Ogni tanto mi torna in mente a caso quella scena, credo da un Avengers, in cui Visione sta cucinando il paprikash per Wanda, per farla sentire a casa. L’ho sempre trovata romantica e da buon nerd culinario da lì in poi ho sempre voluto provare a fare il paprikash, sempre rimandando.
Insomma, alla fine l’ho preparato, pur con le varie modifiche e adattamenti del caso.
Riassunto breve di che cos’è il paprikash: un cugino del goulash, anch’esso ungherese, tradizionalmente a base di pollo, a cui viene aggiunta della panna a fine cottura e che viene addensato con della farina.
Va da sé che io l’ho fatto vegano.
Ho messo in un padellone (un wok maledetto che mi ritrovo e che ha una texture martellata che pareva bellissima quando l’ho comprato, ma a cui si attacca tutto) carota e cipolla a pezzi grossolani, insieme a del porro, così, per compagnia.
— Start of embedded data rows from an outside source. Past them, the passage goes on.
//! Predictive strategy selection for compound slices.
//!
//! A selector looks at the shape of the graph and of one query and predicts
//! which ordering answers it faster:
//!
//! ```text
//! SliceFeatures ──▶ StrategySelector::predict_detailed ──▶ Prediction
//!      ▲                                                    │
//!      │ observe(source, query)                             ▼
//!  EdgeSource + EdgeQuery                         SlicePlanner picks order
//! ```
//!
//! Selectors are trained on [`TrainingSample`]s, which [`training`] collects
//! by timing both orderings on synthetic queries. An untrained selector, or
//! one asked about a query unlike anything it was trained on, reports a
//! [`FallbackReason`] and the planner uses its configured default.

pub mod linear;
pub mod training;

use std::sync::Arc;

use parking_lot::RwLock;
use serde::{Deserialize, Serialize};

use crate::store::EdgeSource;
use crate::types::{EdgeQuery, NodeId, SliceOrder, TimePoint};

pub use linear::LinearCostSelector;
pub use training::{collect_samples, TrainingReport};

/// Error type for selector training.
#[derive(Debug, Clone, PartialEq, Eq, thiserror::Error)]
pub enum SelectorError {
    /// Training needs at least one edge.
    #[error("Cannot train a selector on a graph without edges")]
    EmptyGraph,
    /// The graph's time span has no usable width.
    #[error("Graph time span is degenerate: {0}")]
    DegenerateSpan(String),
    /// No usable training sample was collected or supplied.
    #[error("No training samples available")]
    NoSamples,
    /// The regression system could not be solved.
    #[error("Cost regression is singular for {0}")]
    Singular(SliceOrder),
}

/// Graph and query shape seen by a selector.
#[derive(Debug, Clone, Copy, PartialEq, Default, Serialize, Deserialize)]
pub struct SliceFeatures {
    /// Stored edges in the graph.
    pub edge_count: usize,
    /// Mean edge interval length over the graph's time span.
    pub mean_span_fraction: f64,
    /// Share of the graph's nodes named by the query.
    pub node_fraction: f64,
    /// Width of the query window, clipped to the graph span, over that span.
    pub interval_fraction: f64,
}

impl SliceFeatures {
    /// Measure `query` against the current state of `source`.
    ///
    /// Fractions are 0 for an empty graph. Missing query bounds extend to
    /// the graph span.
    pub fn observe<N, T, S>(source: &S, query: &EdgeQuery<N, T>) -> Self
    where
        N: NodeId,
        T: TimePoint,
        S: EdgeSource<N, T> + ?Sized,
    {
        let index = source.interval_index();
        let node_count = source.node_count();
        let node_fraction = match query.nodes() {
            Some(constraint) if node_count > 0 => {
                let present = constraint
                    .named_nodes()
                    .into_iter()
                    .filter(|node| source.contains_node(node))
                    .count();
                present as f64 / node_count as f64
            }
            _ => 0.0,
        };

        let Some((first, last)) = index.span() else {
            return Self {
                edge_count: 0,
                node_fraction,
                ..Self::default()
            };
        };
        let (lo, hi) = (first.as_f64(), last.as_f64());
        let width = hi - lo;
        if !(width.is_finite() && width > 0.0) {
            return Self {
                edge_count: index.len(),
                node_fraction,
                ..Self::default()
            };
        }

        let bounds = query.bounds();
        let begin = bounds.begin.map_or(lo, |t| t.as_f64().max(lo));
        let end = bounds.end.map_or(hi, |t| t.as_f64().min(hi));

        Self {
            edge_count: index.len(),
            mean_span_fraction: index.mean_interval_span() / width,
            node_fraction,
            interval_fraction: ((end - begin) / width).clamp(0.0, 1.0),
        }
    }
}

/// Why a selector declined to predict.
#[derive(Debug, Clone, Copy, PartialEq, Eq, Hash, Serialize, Deserialize)]
#[serde(rename_all = "snake_case")]
pub enum FallbackReason {
    /// The selector has never been trained.
    Untrained,
    /// The features lie outside what the selector was trained on.
    OutOfEnvelope,
}

/// A selector's answer.
#[derive(Debug, Clone, Copy, PartialEq, Eq, Serialize, Deserialize)]
pub struct Prediction {
    /// Predicted cheaper ordering (`NodeFirst` when falling back).
    pub order: SliceOrder,
    /// Set when the prediction is a fallback rather than a model output.
    pub fallback: Option<FallbackReason>,
}

impl Prediction {
    /// A model-backed prediction.
    pub fn predicted(order: SliceOrder) -> Self {
        Self { order, fallback: None }
    }

    /// The default ordering, flagged with `reason`.
    pub fn fallback(reason: FallbackReason) -> Self {
        Self {
            order: SliceOrder::NodeFirst,
            fallback: Some(reason),
        }
    }
}

/// One measured synthetic query.
#[derive(Debug, Clone, Copy, PartialEq, Serialize, Deserialize)]
pub struct TrainingSample {
    /// Features of the query.
    pub features: SliceFeatures,
    /// Wall-clock cost of the node-first pipeline.
    pub node_first_nanos: u64,
    /// Wall-clock cost of the interval-first pipeline.
    pub interval_first_nanos: u64,
}

impl TrainingSample {
    /// The ordering that was faster. Ties go to `NodeFirst`.
    pub fn winner(&self) -> SliceOrder {
        if self.interval_first_nanos < self.node_first_nanos {
            SliceOrder::IntervalFirst
        } else {
            SliceOrder::NodeFirst
        }
    }
}

/// Pluggable ordering predictor.
pub trait StrategySelector: Send + Sync {
    /// Short identifier used in logs.
    fn name(&self) -> &str;

    /// Whether `train` has succeeded at least once.
    fn is_trained(&self) -> bool;

    /// Predict, reporting when the answer is a fallback.
    fn predict_detailed(&self, features: &SliceFeatures) -> Prediction;

    /// Predict the cheaper ordering.
    fn predict(&self, features: &SliceFeatures) -> SliceOrder {
        self.predict_detailed(features).order
    }

    /// Replace the model with one fitted to `samples`.
    ///
    /// On error the previous model, if any, is kept.
    fn train(&mut self, samples: &[TrainingSample]) -> Result<(), SelectorError>;
}

/// A selector shared between planners.
pub type SharedSelector = Arc<RwLock<dyn StrategySelector>>;

/// Wrap a selector for sharing.
pub fn share<S: StrategySelector + 'static>(selector: S) -> SharedSelector {
    Arc::new(RwLock::new(selector))
}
Olio abbondante, in questo caso ho usato l’arachide perché ha un gusto più neutro. Per il momento ho tenuto da parte i peperoni a cubetti e i bocconi di soia texturizzata reidratata in acqua calda.
Dopo qualche minuto di rosolatura, giù abbondante di paprika dolce e anche un po’ di quella affumicata. Ci ho messo anche un pizzico di gochugaru. Le ricette che trovate in giro indicano di usare della buona paprika ungherese di qualità, ma mi sono svegliato una sera a caso a fare questa ricetta e quindi ho usato ingredienti da battaglia, vi assicuro che il paprikash verrà buono comunque.
Un suggerimento che vi consiglio di seguire è quello di fare l’aggiunta della paprika fuori dal fuoco, specialmente se cucinate sull’induzione che tiene un calore elevato a lungo anche dopo avere spento il pannello, così da evitare di bruciare le spezie.
A questo punto ho aggiunto anche del concentrato di pomodoro, sono tornato sul fuoco e ho messo della salsa di pomodoro, i peperoni, tre patate piccole a tocchetti e la soia testurizzata. Ci andrebbe ora anche del brodo, ma io ho optato per incorporare l’acqua calda con cui avevo reidratato la soia e del brodo in polvere.
Dopo aver salato e pepato ho coperto e ho lasciato sobbollire per circa 30 minuti, per poi aggiungere la panna (di avena) e dell’amido di mais disciolto in poca acqua. Con una fiamma media si addensa rapidamente e, beh, il piatto è finito.
La variante vegana oltre ad alleggerirvi le arterie e la coscienza vi leva d’intralcio la rottura di cuocere il pollo in padella prima, toglierlo poi, rimetterlo in cottura umida, rimuoverlo per metterci la panna e farcelo ritornare alla fine.
In generale si tratta di una ricetta piuttosto semplice e sostanzialmente one pot, come piace a me. Le patate danno un bel corpo aggiuntivo e la soia testurizzata viene molto buona assorbendo il gusto della salsa.
Il paprikash andrebbe servito con degli spatzle, ma io avevo del riso già cotto e anche così era eccellente, quindi mi ritengo piuttosto contento.